Avoid the use of plastic bags for gathering or storing fresh mushrooms. Waxed or brown paper
bags are preferred. Water condenses on the walls of plastic, making mushrooms moist or soggy.
If they must be carried home from the store in plastic bags, remove them to a dry bowl as soon
as possible. If the specimens are very moist, line and cover the bowl with a cloth or paper
towel before refrigerating. Most mushrooms will last a week if treated this way.
Cleaning Mushrooms
As a rule, clean mushrooms as you use them. Wash them with as little water as possible.
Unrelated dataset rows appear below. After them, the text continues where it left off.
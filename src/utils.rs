use anyhow::Result;
use ratatui::layout::Rect;

/// Rows taken by the navigation bar above the page.
pub const NAV_HEIGHT: u16 = 2;
/// Rows taken by the key hints below the page.
pub const HINT_HEIGHT: u16 = 1;

/// Area the scrolling page gets inside a terminal of the given size.
pub fn page_area(screen: Rect) -> Rect {
    Rect {
        x: screen.x,
        y: screen.y + NAV_HEIGHT.min(screen.height),
        width: screen.width,
        height: screen.height.saturating_sub(NAV_HEIGHT + HINT_HEIGHT),
    }
}

pub fn current_page_area() -> Result<Rect> {
    let (cols, rows) = crossterm::terminal::size()?;
    Ok(page_area(Rect::new(0, 0, cols, rows)))
}

pub fn calculate_max_scroll(content_rows: usize, view_rows: usize) -> usize {
    content_rows.saturating_sub(view_rows)
}

/// Rows needed to show `text` wrapped at `width` columns.
pub fn wrapped_rows(text: &str, width: usize) -> usize {
    if width == 0 {
        return 1;
    }
    let chars = text.chars().count();
    chars.div_ceil(width).max(1)
}

/// Splits `text` into chunks of at most `width` characters; always at least one.
pub fn hard_wrap(text: &str, width: usize) -> Vec<String> {
    if width == 0 || text.is_empty() {
        return vec![text.to_string()];
    }
    let chars: Vec<char> = text.chars().collect();
    chars.chunks(width).map(|chunk| chunk.iter().collect()).collect()
}

#[cfg(test)]
mod tests {
    use super::*;

    #[test]
    fn hard_wrap_matches_row_count() {
        for text in ["", "short", "a somewhat longer line of marketing copy"] {
            assert_eq!(hard_wrap(text, 7).len(), wrapped_rows(text, 7));
        }
    }

    #[test]
    fn page_area_leaves_room_for_chrome() {
        let area = page_area(Rect::new(0, 0, 80, 24));
        assert_eq!(area, Rect::new(0, 2, 80, 21));
        assert_eq!(page_area(Rect::new(0, 0, 80, 1)).height, 0);
    }

    #[test]
    fn max_scroll_never_underflows() {
        assert_eq!(calculate_max_scroll(10, 40), 0);
        assert_eq!(calculate_max_scroll(100, 40), 60);
    }

    #[test]
    fn wraps_by_char_count() {
        assert_eq!(wrapped_rows("", 10), 1);
        assert_eq!(wrapped_rows("0123456789", 10), 1);
        assert_eq!(wrapped_rows("0123456789a", 10), 2);
        assert_eq!(wrapped_rows("anything", 0), 1);
    }
}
Especially avoid wetting the undersides of the caps. If the mushrooms are in good condition,
brush or wipe them with a damp cloth. Delicate flavors are lost in soaking or boiling
mushrooms.
Remove tough stems or trim the ends as needed. In some recipes, the stems are saved for later
use.
Forest debris and soil can be often persuaded to leave the surface with the gentle brushing of
a finger. Nylon mushroom brushes are available at cookware stores, but a soft toothbrush is
just as effective.
A sharp pointed instrument such as a knife is sometimes required to clean out cracks in
chanterelle caps.
In general, mushrooms should be cleaned at least half an hour before cooking so they can dry
off. Mary Etta Moose, of the Washington Square Bar and Grill in San Francisco, suggests
carefully tossing mushrooms in a dry skillet over heat for a short time to sear their surfaces
and to help remove water.
Cooking Tips
Eating Raw Mushrooms: With a few exceptions, such as the common store mushroom, we do not recommend that mushrooms be eaten raw. Uncooked mushroom tissues are poorly broken down for digestion, depriving us of their nutritional contents. Many varieties of wild mushrooms are
disagreeable when eaten raw because of viscid surfaces or peppery characteristics. However,
they become readily digestible and delectable when cooked.
Using Butter and Cream: Butter seems to enhance the flavor of most mushrooms, except for some of the Asian varieties such as matsutakes and the ear mushrooms. We recommend unsalted butter in cooking. Lemon
juice helps mushrooms maintain their color and adds zest to their flavor.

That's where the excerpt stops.